According to lead researcher, PhD candidate Fareed Kaviani, “Use becomes problematic when the digital takes precedence, to the detriment of the physical”.
“Habits are involuntary, and mindless engagement can continue in physical environments where use is prohibited, like the cinema or library, or even become dangerous, such as using a phone while driving or crossing the road,” he added.
“I think we have habitualised the device into our lives, on both a structural and individual level. The fear of being without one’s mobile phone may be a rational response when we have come to rely on them for staying in contact with friends and family, using the digital wallet, scanning QR codes for entry into venues, or to read shopping lists and access information.”
If you’ve ever gotten frustrated at someone using their phone in a library or cinema, they could be a nomophobe — they’re 10.3 times more likely to use their phone in a prohibited space. And, most scarily, they’re 14 times more likely to engage in dangerous use — such as while driving, cycling, or walking.

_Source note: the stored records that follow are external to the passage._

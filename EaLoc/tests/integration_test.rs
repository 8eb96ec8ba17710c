//! End-to-end tests for LOC export and import

use std::fs;
use std::path::Path;

use ealoc::Error;
use ealoc::converter::{CodecOptions, convert_loc_to_text, convert_text_to_loc, from_text, to_text};
use ealoc::formats::loc::{parse_loc_bytes, parse_loc_template, write_loc_bytes};
use ealoc::formats::{ChunkLayout, ControlCodeTable, TextDocument, TextEncoding};
use pretty_assertions::assert_eq;

const LANGUAGE_ID: u32 = 0x409;

/// Build a LOC buffer the way the game tools lay it out: chunks follow the
/// header (and index), string offsets are relative to each chunk's base.
fn build_loc(chunks: &[Vec<Vec<u8>>], with_index: bool) -> Vec<u8> {
    let header_len = 16 + 4 * chunks.len();
    let index_len = if with_index { 24 } else { 0 };

    let chunk_lens: Vec<usize> = chunks
        .iter()
        .map(|strings| 16 + 4 * strings.len() + strings.iter().map(Vec::len).sum::<usize>())
        .collect();

    let mut data = b"LOCH".to_vec();
    data.extend_from_slice(&(header_len as u32).to_le_bytes());
    data.extend_from_slice(&u32::from(with_index).to_le_bytes());
    data.extend_from_slice(&(chunks.len() as u32).to_le_bytes());
    let mut position = header_len + index_len;
    for len in &chunk_lens {
        data.extend_from_slice(&(position as u32).to_le_bytes());
        position += len;
    }

    if with_index {
        data.extend_from_slice(b"LOCI");
        data.extend_from_slice(&24u32.to_le_bytes());
        data.extend_from_slice(&2u32.to_le_bytes());
        data.extend_from_slice(&0u32.to_le_bytes());
        data.extend_from_slice(&[0, 0, 1, 0, 1, 0, 2, 0]);
    }

    for (strings, len) in chunks.iter().zip(&chunk_lens) {
        data.extend_from_slice(b"LOCL");
        data.extend_from_slice(&(*len as u32).to_le_bytes());
        data.extend_from_slice(&LANGUAGE_ID.to_le_bytes());
        data.extend_from_slice(&(strings.len() as u32).to_le_bytes());
        let mut relative = 16 + 4 * strings.len();
        for s in strings {
            data.extend_from_slice(&(relative as u32).to_le_bytes());
            relative += s.len();
        }
        for s in strings {
            data.extend_from_slice(s);
        }
    }

    data
}

fn strings(values: &[&str]) -> Vec<Vec<u8>> {
    values.iter().map(|v| v.as_bytes().to_vec()).collect()
}

fn sample_chunk_sets() -> Vec<Vec<Vec<Vec<u8>>>> {
    vec![
        vec![strings(&[])],
        vec![strings(&["Hello", "World"])],
        vec![
            strings(&["One", "", "Three", "Four", "Five"]),
            strings(&["Eins"]),
        ],
        vec![
            strings(&["a"]),
            strings(&[]),
            strings(&["x=y", "Quest: [Name]", "100%", "tab\tin", "end"]),
        ],
    ]
}

fn write_file(dir: &Path, name: &str, data: &[u8]) -> std::path::PathBuf {
    let path = dir.join(name);
    fs::write(&path, data).unwrap();
    path
}

#[test]
fn test_export_hello_world() {
    let dir = tempfile::tempdir().unwrap();
    let loc = write_file(dir.path(), "strings.loc", &build_loc(&[strings(&["Hello", "World"])], false));
    let text = dir.path().join("strings.txt");

    convert_loc_to_text(&loc, &text, &CodecOptions::new()).unwrap();

    assert_eq!(
        fs::read_to_string(&text).unwrap(),
        "[LOCL_CHUNK_0]\n\
         LOCL_CHUNK_0_STRING_0=Hello\n\
         LOCL_CHUNK_0_STRING_1=World\n"
    );
}

#[test]
fn test_placeholder_round_trip_keeps_preamble_and_strings() {
    let table = ControlCodeTable::builtin();

    for with_index in [false, true] {
        for chunks in sample_chunk_sets() {
            let original = build_loc(&chunks, with_index);
            let parsed = parse_loc_bytes(&original).unwrap();
            let document = to_text(&parsed, &table, TextEncoding::Utf8).unwrap();

            let reparsed_text = TextDocument::parse(&document.render()).unwrap();
            let template = parse_loc_template(&original).unwrap();
            let rebuilt = from_text(&reparsed_text, &template, &table, TextEncoding::Utf8).unwrap();
            let bytes = write_loc_bytes(&rebuilt, ChunkLayout::Placeholder).unwrap();

            let preamble = parsed.preamble_bytes();
            assert_eq!(&bytes[..preamble.len()], preamble.as_slice());

            let rebuilt_strings: Vec<_> = rebuilt.chunks.iter().map(|c| c.strings.clone()).collect();
            assert_eq!(rebuilt_strings, chunks);
        }
    }
}

#[test]
fn test_recompute_round_trip_is_byte_identical() {
    let dir = tempfile::tempdir().unwrap();
    let options = CodecOptions::new().with_layout(ChunkLayout::Recompute);

    for (n, chunks) in sample_chunk_sets().into_iter().enumerate() {
        let original = build_loc(&chunks, n % 2 == 1);
        let loc = write_file(dir.path(), &format!("{n}.loc"), &original);
        let text = dir.path().join(format!("{n}.txt"));
        let rebuilt = dir.path().join(format!("{n}.rebuilt.loc"));

        convert_loc_to_text(&loc, &text, &options).unwrap();
        convert_text_to_loc(&text, &loc, &rebuilt, &options).unwrap();

        assert_eq!(fs::read(&rebuilt).unwrap(), original);
    }
}

#[test]
fn test_placeholder_layout_bytes() {
    let original = build_loc(&[strings(&["Hi", "Yo"])], false);
    let table = ControlCodeTable::builtin();
    let template = parse_loc_template(&original).unwrap();
    let document = TextDocument::parse("[LOCL_CHUNK_0]\nK0=Hi\nK1=Yo\n").unwrap();
    let file = from_text(&document, &template, &table, TextEncoding::Utf8).unwrap();
    let bytes = write_loc_bytes(&file, ChunkLayout::Placeholder).unwrap();

    // Chunk starts right after the 20-byte header
    let chunk = &bytes[20..];
    let word = |i: usize| u32::from_le_bytes(chunk[i..i + 4].try_into().unwrap());
    assert_eq!(&chunk[..4], b"LOCL");
    assert_eq!(word(4), 0);
    assert_eq!(word(8), 0);
    assert_eq!(word(12), 2);
    assert_eq!(word(16), 20 + 8);
    assert_eq!(word(20), 20 + 8 + 2);
    assert_eq!(&chunk[24..], b"HiYo");
}

#[test]
fn test_import_overwrites_template_in_place() {
    let dir = tempfile::tempdir().unwrap();
    let loc = write_file(dir.path(), "strings.loc", &build_loc(&[strings(&["Hello"])], false));
    let text = write_file(dir.path(), "strings.txt", b"[LOCL_CHUNK_0]\nLOCL_CHUNK_0_STRING_0=Bonjour\n");
    let options = CodecOptions::new().with_layout(ChunkLayout::Recompute);

    convert_text_to_loc(&text, &loc, &loc, &options).unwrap();

    let file = parse_loc_bytes(&fs::read(&loc).unwrap()).unwrap();
    assert_eq!(file.chunks[0].strings, vec![b"Bonjour".to_vec()]);
    assert_eq!(file.chunks[0].language_id, LANGUAGE_ID);
}

#[test]
fn test_newline_preserved_as_escape() {
    let dir = tempfile::tempdir().unwrap();
    let original = build_loc(&[strings(&["Line one\nLine two", "C:\\path"])], false);
    let loc = write_file(dir.path(), "strings.loc", &original);
    let text = dir.path().join("strings.txt");
    let rebuilt = dir.path().join("rebuilt.loc");
    let options = CodecOptions::new().with_layout(ChunkLayout::Recompute);

    convert_loc_to_text(&loc, &text, &options).unwrap();
    let exported = fs::read_to_string(&text).unwrap();
    assert!(exported.contains("LOCL_CHUNK_0_STRING_0=Line one\\nLine two\n"));
    assert!(exported.contains("LOCL_CHUNK_0_STRING_1=C:\\\\path\n"));

    convert_text_to_loc(&text, &loc, &rebuilt, &options).unwrap();
    assert_eq!(fs::read(&rebuilt).unwrap(), original);
}

#[test]
fn test_decode_retry_trims_one_byte() {
    let original = build_loc(&[vec![b"Caf\xc3".to_vec()]], false);
    let file = parse_loc_bytes(&original).unwrap();

    let document = to_text(&file, &ControlCodeTable::builtin(), TextEncoding::Utf8).unwrap();
    assert_eq!(document.sections[0].entries[0].value, "Caf");
}

#[test]
fn test_bad_signature_writes_nothing() {
    let dir = tempfile::tempdir().unwrap();
    let loc = write_file(dir.path(), "broken.loc", b"LOCX\x14\0\0\0\0\0\0\0\0\0\0\0");
    let text = dir.path().join("broken.txt");

    let err = convert_loc_to_text(&loc, &text, &CodecOptions::new()).unwrap_err();
    assert!(matches!(err, Error::InvalidSignature { expected: "LOCH", .. }));
    assert!(!text.exists());
}

#[test]
fn test_failed_import_leaves_destination_untouched() {
    let dir = tempfile::tempdir().unwrap();
    let original = build_loc(&[strings(&["Hello"])], false);
    let loc = write_file(dir.path(), "strings.loc", &original);
    let text = write_file(dir.path(), "strings.txt", "[LOCL_CHUNK_0]\nK=\u{4e2d}\n".as_bytes());
    let options = CodecOptions::new().with_encoding(TextEncoding::Latin1);

    let err = convert_text_to_loc(&text, &loc, &loc, &options).unwrap_err();
    assert!(matches!(err, Error::Encode { character: '\u{4e2d}', .. }));
    assert_eq!(fs::read(&loc).unwrap(), original);
}

#[test]
fn test_recompute_rejects_extra_sections() {
    let dir = tempfile::tempdir().unwrap();
    let loc = write_file(dir.path(), "strings.loc", &build_loc(&[strings(&["A"])], false));
    let text = write_file(dir.path(), "strings.txt", b"[LOCL_CHUNK_0]\nK=A\n[LOCL_CHUNK_1]\nK=B\n");
    let out = dir.path().join("out.loc");
    let options = CodecOptions::new().with_layout(ChunkLayout::Recompute);

    let err = convert_text_to_loc(&text, &loc, &out, &options).unwrap_err();
    assert!(matches!(err, Error::ChunkCountMismatch { header: 1, text: 2 }));
    assert!(!out.exists());
}

#[test]
fn test_custom_control_codes() {
    let dir = tempfile::tempdir().unwrap();
    let json = r#"{ "codes": [ { "raw": "1F01", "token": "[ICON_A]" }, { "raw": "1E", "token": "[END]" } ] }"#;
    let table_path = write_file(dir.path(), "codes.json", json.as_bytes());
    let table = ControlCodeTable::load(&table_path).unwrap();
    assert_eq!(table.len(), 2);

    let original = build_loc(&[vec![b"Press \x1f\x01 to \x1ejump".to_vec()]], false);
    let loc = write_file(dir.path(), "strings.loc", &original);
    let text = dir.path().join("strings.txt");
    let rebuilt = dir.path().join("rebuilt.loc");
    let options = CodecOptions::new()
        .with_control_codes(table)
        .with_layout(ChunkLayout::Recompute);

    convert_loc_to_text(&loc, &text, &options).unwrap();
    assert!(
        fs::read_to_string(&text)
            .unwrap()
            .contains("=Press [ICON_A] to [END]jump\n")
    );

    convert_text_to_loc(&text, &loc, &rebuilt, &options).unwrap();
    assert_eq!(fs::read(&rebuilt).unwrap(), original);
}

#[test]
fn test_utf16_round_trip() {
    let dir = tempfile::tempdir().unwrap();
    let wide = |s: &str| -> Vec<u8> { s.encode_utf16().flat_map(u16::to_le_bytes).collect() };
    let mut icon = wide("Go ");
    icon.extend_from_slice(&[0x1f, 0x00]);
    let original = build_loc(&[vec![wide("Grüße"), icon]], false);

    let loc = write_file(dir.path(), "strings.loc", &original);
    let text = dir.path().join("strings.txt");
    let rebuilt = dir.path().join("rebuilt.loc");
    // Single-byte codes never match whole UTF-16 code units
    let table = ControlCodeTable::new([(vec![0x1f, 0x00], "[CTRL_1F]")]).unwrap();
    let options = CodecOptions::new()
        .with_encoding(TextEncoding::Utf16)
        .with_control_codes(table)
        .with_layout(ChunkLayout::Recompute);

    convert_loc_to_text(&loc, &text, &options).unwrap();
    let exported = fs::read_to_string(&text).unwrap();
    assert!(exported.contains("LOCL_CHUNK_0_STRING_0=Grüße\n"));
    assert!(exported.contains("LOCL_CHUNK_0_STRING_1=Go [CTRL_1F]\n"));

    convert_text_to_loc(&text, &loc, &rebuilt, &options).unwrap();
    assert_eq!(fs::read(&rebuilt).unwrap(), original);
}
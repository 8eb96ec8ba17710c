//! Text encodings for LOC string payloads
//!
//! Strings inside a LOC file carry no encoding marker, so the caller picks one
//! of a fixed set. Decoding is strict; [`TextEncoding::decode_trimmed`] adds the
//! trailing-byte recovery used by the exporter.

use std::fmt;
use std::str::FromStr;

/// Encoding applied to the string bytes of a LOC file
#[derive(Debug, Clone, Copy, PartialEq, Eq, Hash, Default)]
pub enum TextEncoding {
    /// UTF-8
    #[default]
    Utf8,
    /// UTF-16, little-endian, no byte-order mark
    Utf16,
    /// ISO-8859-1, one byte per code point
    Latin1,
}

/// Successful result of [`TextEncoding::decode_trimmed`]
#[derive(Debug, Clone, PartialEq, Eq)]
pub struct Decoded {
    /// The decoded text
    pub text: String,
    /// Number of trailing bytes dropped before decoding succeeded
    pub trimmed: usize,
}

impl TextEncoding {
    /// Name used on the command line and in messages
    #[must_use]
    pub fn as_str(self) -> &'static str {
        match self {
            Self::Utf8 => "utf8",
            Self::Utf16 => "utf16",
            Self::Latin1 => "latin-1",
        }
    }

    /// Width of one code unit in bytes
    #[must_use]
    pub fn unit_width(self) -> usize {
        match self {
            Self::Utf16 => 2,
            Self::Utf8 | Self::Latin1 => 1,
        }
    }

    /// Decode bytes with no replacement characters.
    ///
    /// Returns `None` if any byte sequence is invalid in this encoding.
    #[must_use]
    pub fn decode_strict(self, bytes: &[u8]) -> Option<String> {
        match self {
            Self::Utf8 => std::str::from_utf8(bytes).ok().map(str::to_owned),
            Self::Utf16 => encoding_rs::UTF_16LE
                .decode_without_bom_handling_and_without_replacement(bytes)
                .map(std::borrow::Cow::into_owned),
            Self::Latin1 => Some(bytes.iter().copied().map(char::from).collect()),
        }
    }

    /// Decode bytes, dropping trailing bytes one at a time until the rest decodes.
    ///
    /// An empty input decodes to an empty string. A non-empty input that only
    /// becomes decodable once every byte is gone yields `None`.
    #[must_use]
    pub fn decode_trimmed(self, bytes: &[u8]) -> Option<Decoded> {
        if bytes.is_empty() {
            return Some(Decoded {
                text: String::new(),
                trimmed: 0,
            });
        }

        (1..=bytes.len()).rev().find_map(|keep| {
            self.decode_strict(&bytes[..keep]).map(|text| Decoded {
                text,
                trimmed: bytes.len() - keep,
            })
        })
    }

    /// Encode text into bytes.
    ///
    /// # Errors
    /// Returns the first character the encoding cannot represent.
    pub fn encode(self, text: &str) -> std::result::Result<Vec<u8>, char> {
        match self {
            Self::Utf8 => Ok(text.as_bytes().to_vec()),
            Self::Utf16 => Ok(text.encode_utf16().flat_map(u16::to_le_bytes).collect()),
            Self::Latin1 => text
                .chars()
                .map(|c| u8::try_from(u32::from(c)).map_err(|_| c))
                .collect(),
        }
    }
}

impl fmt::Display for TextEncoding {
    fn fmt(&self, f: &mut fmt::Formatter<'_>) -> fmt::Result {
        f.write_str(self.as_str())
    }
}

impl FromStr for TextEncoding {
    type Err = String;

    fn from_str(s: &str) -> Result<Self, Self::Err> {
        let lower = s.to_lowercase();
        match lower.as_str() {
            "utf8" | "utf-8" => Ok(Self::Utf8),
            "utf16" | "utf-16" | "utf-16le" | "utf16le" => Ok(Self::Utf16),
            "latin-1" | "latin1" | "iso-8859-1" => Ok(Self::Latin1),
            _ => Err(format!(
                "Invalid encoding '{s}'. Valid values: utf8, utf16, latin-1"
            )),
        }
    }
}
//! Format conversion utilities
//!
//! - LOC (binary) → text - export for editing
//! - text → LOC (binary) - import, using the original LOC as a template

pub mod loc;

pub use loc::{
    CodecOptions, convert_loc_to_text, convert_loc_to_text_with_progress, convert_text_to_loc,
    convert_text_to_loc_with_progress, from_text, to_text,
};

/// Phase of a conversion
#[derive(Debug, Clone, Copy, PartialEq, Eq)]
pub enum ConvertPhase {
    /// Reading the source file(s)
    ReadingSource,
    /// Parsing the text document
    Parsing,
    /// Converting chunks
    Converting,
    /// Writing the destination file
    WritingOutput,
    /// Conversion complete
    Complete,
}

impl ConvertPhase {
    /// Get a human-readable description of this phase
    #[must_use]
    pub fn as_str(self) -> &'static str {
        match self {
            Self::ReadingSource => "Reading source",
            Self::Parsing => "Parsing",
            Self::Converting => "Converting",
            Self::WritingOutput => "Writing output",
            Self::Complete => "Complete",
        }
    }
}

/// Progress update sent during a conversion
#[derive(Debug, Clone)]
pub struct ConvertProgress {
    /// Current phase
    pub phase: ConvertPhase,
    /// Current step (1-indexed)
    pub current: usize,
    /// Total number of steps
    pub total: usize,
    /// Description of the current step
    pub message: Option<String>,
}

impl ConvertProgress {
    /// Create a new progress update
    #[must_use]
    pub fn new(phase: ConvertPhase, current: usize, total: usize) -> Self {
        Self {
            phase,
            current,
            total,
            message: None,
        }
    }

    /// Create a progress update with a message
    #[must_use]
    pub fn with_message(
        phase: ConvertPhase,
        current: usize,
        total: usize,
        message: impl Into<String>,
    ) -> Self {
        Self {
            phase,
            current,
            total,
            message: Some(message.into()),
        }
    }
}

/// Progress callback type for conversion operations
pub type ConvertProgressCallback<'a> = &'a dyn Fn(&ConvertProgress);
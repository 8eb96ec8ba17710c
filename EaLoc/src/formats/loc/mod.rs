//! EA `.loc` localization container format
//!
//! A LOC file is a `LOCH` header holding a table of chunk base offsets, an
//! optional `LOCI` index block, and one `LOCL` chunk per language. Each chunk
//! stores a string-offset table followed by the concatenated string bytes;
//! string lengths are never stored and are recovered from neighbouring offsets.
//!
//! ```text
//! Header:  "LOCH" | chunkSize:u32 | flags:u32 | chunkCount:u32 | baseOffset:u32 * chunkCount
//! Index:   "LOCI" | size:u32 | entryCount:u32 | reserved:u32 | (u16, u16) * entryCount
//! Chunk:   "LOCL" | chunkSize:u32 | languageId:u32 | stringCount:u32 | offset:u32 * stringCount | bytes
//! ```
//!
//! All integers are little-endian.

mod cursor;
mod reader;
mod writer;

pub use cursor::BinaryCursor;
pub use reader::{parse_loc_bytes, parse_loc_template, read_loc, string_ranges};
pub use writer::{ChunkLayout, write_loc, write_loc_bytes};

/// "LOCH" header signature
pub const LOCH_SIGNATURE: [u8; 4] = *b"LOCH";

/// "LOCI" index block signature
pub const LOCI_SIGNATURE: [u8; 4] = *b"LOCI";

/// "LOCL" language chunk signature
pub const LOCL_SIGNATURE: [u8; 4] = *b"LOCL";

/// Header flag: a `LOCI` block follows the header
pub const FLAG_HAS_INDEX: u32 = 0x1;

/// Size of the fixed part of the header (signature, size, flags, count)
pub const HEADER_FIXED_SIZE: usize = 16;

/// Size of a chunk header (signature, size, language ID, string count)
pub const CHUNK_HEADER_SIZE: usize = 16;

/// Size of the fixed part of the index block (signature, size, count, reserved)
pub const INDEX_FIXED_SIZE: usize = 16;

/// The `LOCH` header block
#[derive(Debug, Clone, PartialEq, Eq)]
pub struct LocHeader {
    /// Declared block size; read but not interpreted
    pub chunk_size: u32,
    /// Bitmask, see [`FLAG_HAS_INDEX`]
    pub flags: u32,
    /// Absolute file offset of each language chunk
    pub chunk_offsets: Vec<u32>,
}

impl LocHeader {
    #[must_use]
    pub fn has_index(&self) -> bool {
        self.flags & FLAG_HAS_INDEX != 0
    }

    /// Size of the header on disk
    #[must_use]
    pub fn byte_len(&self) -> usize {
        HEADER_FIXED_SIZE + 4 * self.chunk_offsets.len()
    }

    /// Serialize the header exactly as it was read
    #[must_use]
    pub fn to_bytes(&self) -> Vec<u8> {
        let mut out = Vec::with_capacity(self.byte_len());
        out.extend_from_slice(&LOCH_SIGNATURE);
        out.extend_from_slice(&self.chunk_size.to_le_bytes());
        out.extend_from_slice(&self.flags.to_le_bytes());
        out.extend_from_slice(&(self.chunk_offsets.len() as u32).to_le_bytes());
        for offset in &self.chunk_offsets {
            out.extend_from_slice(&offset.to_le_bytes());
        }
        out
    }
}

/// The optional `LOCI` block, kept as opaque bytes
#[derive(Debug, Clone, PartialEq, Eq)]
pub struct LocIndexBlock {
    raw: Vec<u8>,
}

impl LocIndexBlock {
    /// Wrap the raw block bytes, signature included
    #[must_use]
    pub fn from_raw(raw: Vec<u8>) -> Self {
        Self { raw }
    }

    /// The block exactly as stored in the file
    #[must_use]
    pub fn as_bytes(&self) -> &[u8] {
        &self.raw
    }

    /// Declared entry count, if the block is long enough to hold one
    #[must_use]
    pub fn entry_count(&self) -> Option<u32> {
        self.raw
            .get(8..12)
            .and_then(|b| b.try_into().ok())
            .map(u32::from_le_bytes)
    }

    /// Decode the `(u16, u16)` entries that fit inside the block
    #[must_use]
    pub fn entries(&self) -> Vec<(u16, u16)> {
        let count = self.entry_count().unwrap_or(0);
        let mut cursor = BinaryCursor::new(&self.raw);
        cursor.seek(INDEX_FIXED_SIZE as u64);
        (0..count)
            .map_while(|_| Some((cursor.read_u16().ok()?, cursor.read_u16().ok()?)))
            .collect()
    }
}

/// One `LOCL` language chunk
#[derive(Debug, Clone, Default, PartialEq, Eq)]
pub struct LocChunk {
    /// Position of the chunk in the file, 0-based
    pub index: usize,
    /// Declared chunk size as read; 0 for chunks built from text
    pub chunk_size: u32,
    /// Language ID field as read; 0 for chunks built from text
    pub language_id: u32,
    /// Raw string payloads in file order
    pub strings: Vec<Vec<u8>>,
}

impl LocChunk {
    #[must_use]
    pub fn new(index: usize) -> Self {
        Self {
            index,
            ..Self::default()
        }
    }

    /// Section identifier used in the text form, e.g. `LOCL_CHUNK_0`
    #[must_use]
    pub fn section_id(&self) -> String {
        section_id(self.index)
    }

    /// Key of a string in the text form, e.g. `LOCL_CHUNK_0_STRING_1`
    #[must_use]
    pub fn string_key(&self, string: usize) -> String {
        format!("{}_STRING_{string}", self.section_id())
    }

    /// Total payload bytes of all strings
    #[must_use]
    pub fn payload_len(&self) -> usize {
        self.strings.iter().map(Vec::len).sum()
    }
}

/// Section identifier for chunk `index`
#[must_use]
pub fn section_id(index: usize) -> String {
    format!("LOCL_CHUNK_{index}")
}

/// A parsed LOC file
#[derive(Debug, Clone, PartialEq, Eq)]
pub struct LocFile {
    pub header: LocHeader,
    pub index: Option<LocIndexBlock>,
    /// Language chunks in on-disk order
    pub chunks: Vec<LocChunk>,
}

impl LocFile {
    #[must_use]
    pub fn flags(&self) -> u32 {
        self.header.flags
    }

    /// Header and index bytes, which the encoder copies through unchanged
    #[must_use]
    pub fn preamble_bytes(&self) -> Vec<u8> {
        let mut out = self.header.to_bytes();
        if let Some(index) = &self.index {
            out.extend_from_slice(index.as_bytes());
        }
        out
    }

    /// Total number of strings across all chunks
    #[must_use]
    pub fn string_count(&self) -> usize {
        self.chunks.iter().map(|c| c.strings.len()).sum()
    }
}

In a classic “won’t somebody please think of the children?” move, it’s young people between 18-25 with the highest level of nomophobia. Gender wise, men are almost twice as likely to engage in dangerous use.
Even though phones have been so important in keeping us connected in this COVID world, if you’re dependent on your phone for a sense of belonging, connectedness, and social identity, you might be reducing your capacity to navigate social bonds offline.
“If your smartphone use is having a deleterious impact on the physical and/or psychological health of yourself or those around you, then that is a problem,” Mr Kaviani said.
‘But I think the device, if used mindfully, can be a complement to the supercomputer we already carry around in our heads.”
You could always try a digital detox?